Hymenocardia acida is a plant of the family Phyllanthaceae native to tropical Africa. It is a small tree that grows to 10 m tall. Occurs in the Guinea and Sudanian savannah zones and deciduous woodland, from Senegal eastwards to Ethiopia and southwards reaching Zimbabwe.

== Description ==
A dioecious and deciduous species, the trunk is often short up to 30 cm in diameter, while the bark is commonly smooth, pale brown to grey in color, flakes off to reveal a powdery reddish to orange inner bark. The leaves are alternate, simple in arrangement with stipules that are up to 3 mm long; leaf-blade is elliptic to oblong in outline up to 9.5 cm long and 5 cm wide, and a coriaceous surface with golden to orange scales beneath.
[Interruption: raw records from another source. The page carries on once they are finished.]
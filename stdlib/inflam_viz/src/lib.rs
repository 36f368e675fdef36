//! Rendering of named daily statistics.
//!
//! A [`ViewData`] holds the vectors to show; each [`Presenter`] turns it into
//! one kind of output without modifying it.
//!
//! ```
//! use inflam_viz::{Presenter, SparklinePresenter, ViewData};
//! let mut view = ViewData::new();
//! view.insert("average", vec![0.0, 1.0, 2.0, 1.0]);
//! let mut out = Vec::new();
//! SparklinePresenter::new(4).present("demo.csv", &view, &mut out).unwrap();
//! assert!(String::from_utf8(out).unwrap().contains("average"));
//! ```

mod chart;
mod error;
mod present;
mod text;
mod view;

pub use chart::*;
pub use error::VizError;
pub use present::{JsonPresenter, Presenter, SparklinePresenter, SvgPresenter, TextSummary};
pub use text::format_vector;
pub use view::ViewData;
use std::fmt::Write as _;

/// `[a, b, c]` with every value printed to `precision` decimals.
pub fn format_vector(values: &[f64], precision: usize) -> String {
    let mut out = String::with_capacity(values.len() * (precision + 4) + 2);
    out.push('[');
    for (i, v) in values.iter().enumerate() {
        if i > 0 {
            out.push_str(", ");
        }
        let _ = write!(out, "{v:.precision$}");
    }
    out.push(']');
    out
}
Male flowers are reddish to yellow in color, and appears in axillary clusters of spikes up to 9 cm long. Female flower are green and in a terminal raceme.

== Chemistry ==
The Cyclopeptide alkaloid, hymenocardine has been isolated from the stem bark extract of the tree. Leaf extracts identified the presence of the chemical compound lupeol.

== Uses ==
In traditional medical practice, some communities use leaf and root extracts as part of a regimen to treat malaria, inflammatory related ailments and pain, and various extracts of the plant is used to aid the healing process from skin ailments.